Unfortunately, most clinicians cannot make profit of this wealth of existing information of their patients as it is dispersed and saved in different repositories of the patient record, with about no sustainable opportunity to collate and analyze data in a multidimensional but tuned approach. Also, most of this information is available as unstructured text that frequently is still to be extracted from clinical notes.
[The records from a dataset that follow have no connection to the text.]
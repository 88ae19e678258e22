//! Drag-and-drop capture over a composite drop target.
//!
//! Pointer moves across child elements of the drop target produce
//! leave/enter pairs, so "dragging" is tracked as an enter/leave depth rather
//! than a flag. A drop resets the depth and forwards only files whose declared
//! type is accepted; the rest are silently ignored here (the attachment
//! pipeline re-checks the same allow-list on its own).

use launchpad_protocol::ImageMimeType;

use crate::attachments::IncomingFile;

#[derive(Debug)]
pub enum DragEvent {
    Enter,
    Over,
    Leave,
    Drop(Vec<IncomingFile>),
}

#[derive(Debug, Clone)]
pub struct DragDropCapture {
    depth: u32,
    accept: Vec<ImageMimeType>,
}

impl DragDropCapture {
    pub fn new(accept: Vec<ImageMimeType>) -> Self {
        Self { depth: 0, accept }
    }

    pub fn is_dragging(&self) -> bool {
        self.depth > 0
    }

    pub fn depth(&self) -> u32 {
        self.depth
    }

    pub fn on_drag_enter(&mut self) {
        self.depth = self.depth.saturating_add(1);
    }

    /// Hosts must keep accepting the drag while it hovers; the depth is unchanged.
    pub fn on_drag_over(&mut self) {}

    pub fn on_drag_leave(&mut self) {
        self.depth = self.depth.saturating_sub(1);
    }

    /// End the drag and forward accepted files, if any.
    pub fn on_drop<F>(&mut self, files: Vec<IncomingFile>, forward: F)
    where
        F: FnOnce(Vec<IncomingFile>),
    {
        self.depth = 0;
        let total = files.len();
        let accepted: Vec<IncomingFile> = files
            .into_iter()
            .filter(|file| {
                file.declared_mime()
                    .is_some_and(|mime| self.accept.contains(&mime))
            })
            .collect();
        if accepted.len() < total {
            tracing::debug!(
                dropped = total - accepted.len(),
                "ignoring dropped files with unaccepted types"
            );
        }
        if !accepted.is_empty() {
            forward(accepted);
        }
    }

    pub fn handle<F>(&mut self, event: DragEvent, forward: F)
    where
        F: FnOnce(Vec<IncomingFile>),
    {
        match event {
            DragEvent::Enter => self.on_drag_enter(),
            DragEvent::Over => self.on_drag_over(),
            DragEvent::Leave => self.on_drag_leave(),
            DragEvent::Drop(files) => self.on_drop(files, forward),
        }
    }
}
CLINEXTRACT is the first attempt, specific to the hearing healthcare domain, to design and develop an easy-to-use, multi-source and multi-dimensional architecture for extracting and collating together audiological clinical information from diversified sources of the patient health record. Two different data types relevant to the planning, management and measurement of the outcomes of the audiological treatment are managed: i) textual narrative information related to the past medical history, current complaints, etiology and audiological diagnosis, risk factors for hearing loss, surgical procedure to implant the hearing devices and ii) numerical information extracted from the audiometric tests, the technical setup of the hearing devices, and from the scores calculated from questionnaires to measures the perceived impact of hearing loss on daily life. All the data thus extracted are put on a suitably designed graphical timeline to allow the clinician to monitor the treatment and to adjust it according to the ongoing patient outcomes. By using state-of-the-art ICT technologies ranging from Natural Language Processing to Information Extraction and data- and text-mining, and leveraging an ad-hoc developed lexicon for the hearing healthcare domain, CLINEXTRACT understands which information contained in unstructured medical notes is useful to plan the patient rehabilitation and puts the extracted information into the proper textual and temporal contexts. All these processes are directly performed on the original medical documents, as they are generated by the clinician using the natural language: the process is very straightforward as it is not required to for the clinicians to change the routines they follow to generated their notes nor to have particular skills in ICT. Textual narrative information and numerical information thus extracted from the multiple sources are then saved into a centralized repository where they can be analyzed in a tuned approach.